[What is expected]
Starting at the first line and ending at the last, output the data exactly.

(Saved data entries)

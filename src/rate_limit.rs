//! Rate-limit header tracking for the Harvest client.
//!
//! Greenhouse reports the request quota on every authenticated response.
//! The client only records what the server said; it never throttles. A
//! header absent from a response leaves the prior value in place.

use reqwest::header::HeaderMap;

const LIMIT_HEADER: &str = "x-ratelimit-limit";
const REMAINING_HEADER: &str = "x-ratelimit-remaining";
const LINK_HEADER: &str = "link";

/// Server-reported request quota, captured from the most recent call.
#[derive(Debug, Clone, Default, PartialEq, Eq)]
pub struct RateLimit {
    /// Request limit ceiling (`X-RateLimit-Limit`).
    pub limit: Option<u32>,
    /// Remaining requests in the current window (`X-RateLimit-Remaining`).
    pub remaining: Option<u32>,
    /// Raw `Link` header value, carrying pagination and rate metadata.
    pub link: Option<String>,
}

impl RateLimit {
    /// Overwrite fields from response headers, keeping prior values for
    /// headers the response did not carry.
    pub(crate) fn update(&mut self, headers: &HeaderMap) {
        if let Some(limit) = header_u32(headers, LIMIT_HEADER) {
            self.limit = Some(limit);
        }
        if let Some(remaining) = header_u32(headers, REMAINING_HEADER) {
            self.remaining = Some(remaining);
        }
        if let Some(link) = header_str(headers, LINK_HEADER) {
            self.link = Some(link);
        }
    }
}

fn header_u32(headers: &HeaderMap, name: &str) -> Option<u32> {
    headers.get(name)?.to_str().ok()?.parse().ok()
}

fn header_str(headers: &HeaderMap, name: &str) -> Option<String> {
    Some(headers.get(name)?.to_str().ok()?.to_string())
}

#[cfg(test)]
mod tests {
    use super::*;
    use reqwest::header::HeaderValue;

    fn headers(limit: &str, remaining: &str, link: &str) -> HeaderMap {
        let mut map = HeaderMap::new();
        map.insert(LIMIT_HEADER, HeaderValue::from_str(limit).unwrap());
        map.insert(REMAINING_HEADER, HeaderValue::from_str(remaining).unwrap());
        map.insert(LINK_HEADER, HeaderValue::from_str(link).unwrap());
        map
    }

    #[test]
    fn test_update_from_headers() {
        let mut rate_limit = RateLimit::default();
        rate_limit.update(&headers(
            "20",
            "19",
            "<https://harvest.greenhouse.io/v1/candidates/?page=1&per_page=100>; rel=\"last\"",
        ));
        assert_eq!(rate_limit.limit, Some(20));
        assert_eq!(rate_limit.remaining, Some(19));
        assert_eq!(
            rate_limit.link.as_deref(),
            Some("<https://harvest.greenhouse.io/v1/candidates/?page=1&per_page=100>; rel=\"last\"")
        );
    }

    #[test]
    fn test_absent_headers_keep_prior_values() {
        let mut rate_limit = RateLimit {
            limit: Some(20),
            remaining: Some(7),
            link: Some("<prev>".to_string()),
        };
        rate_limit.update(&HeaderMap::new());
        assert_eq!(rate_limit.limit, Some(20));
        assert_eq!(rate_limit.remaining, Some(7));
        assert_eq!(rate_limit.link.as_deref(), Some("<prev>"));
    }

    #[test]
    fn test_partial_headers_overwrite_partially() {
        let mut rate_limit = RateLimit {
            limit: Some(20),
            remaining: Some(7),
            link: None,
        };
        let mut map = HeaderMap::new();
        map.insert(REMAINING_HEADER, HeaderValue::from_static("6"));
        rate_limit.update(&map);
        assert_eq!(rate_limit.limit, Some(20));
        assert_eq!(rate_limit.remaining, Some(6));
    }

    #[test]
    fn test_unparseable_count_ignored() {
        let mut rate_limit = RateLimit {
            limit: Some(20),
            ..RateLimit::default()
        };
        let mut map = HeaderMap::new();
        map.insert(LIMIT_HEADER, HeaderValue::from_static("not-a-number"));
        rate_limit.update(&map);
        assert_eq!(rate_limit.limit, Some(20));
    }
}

[Output of the task]
filename src/rate_limit.rs
//! Rate-limit header tracking for the Harvest client.
//!
//! Greenhouse reports the request quota on every authenticated response.
//! The client only records what the server said; it never throttles. A
//! header absent from a response leaves the prior value in place.

use reqwest::header::HeaderMap;

const LIMIT_HEADER: &str = "x-ratelimit-limit";
const REMAINING_HEADER: &str = "x-ratelimit-remaining";
const LINK_HEADER: &str = "link";

/// Server-reported request quota, captured from the most recent call.
#[derive(Debug, Clone, Default, PartialEq, Eq)]
pub struct RateLimit {
    /// Request limit ceiling (`X-RateLimit-Limit`).
    pub limit: Option<u32>,
    /// Remaining requests in the current window (`X-RateLimit-Remaining`).
    pub remaining: Option<u32>,
    /// Raw `Link` header value, carrying pagination and rate metadata.
    pub link: Option<String>,
}

impl RateLimit {
    /// Overwrite fields from response headers, keeping prior values for
    /// headers the response did not carry.
    pub(crate) fn update(&mut self, headers: &HeaderMap) {
        if let Some(limit) = header_u32(headers, LIMIT_HEADER) {
            self.limit = Some(limit);
        }
        if let Some(remaining) = header_u32(headers, REMAINING_HEADER) {
            self.remaining = Some(remaining);
        }
        if let Some(link) = header_str(headers, LINK_HEADER) {
            self.link = Some(link);
        }
    }
}

fn header_u32(headers: &HeaderMap, name: &str) -> Option<u32> {
    headers.get(name)?.to_str().ok()?.parse().ok()
}

fn header_str(headers: &HeaderMap, name: &str) -> Option<String> {
    Some(headers.get(name)?.to_str().ok()?.to_string())
}

#[cfg(test)]
mod tests {
    use super::*;
    use reqwest::header::HeaderValue;

    fn headers(limit: &str, remaining: &str, link: &str) -> HeaderMap {
        let mut map = HeaderMap::new();
        map.insert(LIMIT_HEADER, HeaderValue::from_str(limit).unwrap());
        map.insert(REMAINING_HEADER, HeaderValue::from_str(remaining).unwrap());
        map.insert(LINK_HEADER, HeaderValue::from_str(link).unwrap());
        map
    }

    #[test]
    fn test_update_from_headers() {
        let mut rate_limit = RateLimit::default();
        rate_limit.update(&headers(
            "20",
            "19",
            "<https://harvest.greenhouse.io/v1/candidates/?page=1&per_page=100>; rel=\"last\"",
        ));
        assert_eq!(rate_limit.limit, Some(20));
        assert_eq!(rate_limit.remaining, Some(19));
        assert_eq!(
            rate_limit.link.as_deref(),
            Some("<https://harvest.greenhouse.io/v1/candidates/?page=1&per_page=100>; rel=\"last\"")
        );
    }

    #[test]
    fn test_absent_headers_keep_prior_values() {
        let mut rate_limit = RateLimit {
            limit: Some(20),
            remaining: Some(7),
            link: Some("<prev>".to_string()),
        };
        rate_limit.update(&HeaderMap::new());
        assert_eq!(rate_limit.limit, Some(20));
        assert_eq!(rate_limit.remaining, Some(7));
        assert_eq!(rate_limit.link.as_deref(), Some("<prev>"));
    }

    #[test]
    fn test_partial_headers_overwrite_partially() {
        let mut rate_limit = RateLimit {
            limit: Some(20),
            remaining: Some(7),
            link: None,
        };
        let mut map = HeaderMap::new();
        map.insert(REMAINING_HEADER, HeaderValue::from_static("6"));
        rate_limit.update(&map);
        assert_eq!(rate_limit.limit, Some(20));
        assert_eq!(rate_limit.remaining, Some(6));
    }

    #[test]
    fn test_unparseable_count_ignored() {
        let mut rate_limit = RateLimit {
            limit: Some(20),
            ..RateLimit::default()
        };
        let mut map = HeaderMap::new();
        map.insert(LIMIT_HEADER, HeaderValue::from_static("not-a-number"));
        rate_limit.update(&map);
        assert_eq!(rate_limit.limit, Some(20));
    }
}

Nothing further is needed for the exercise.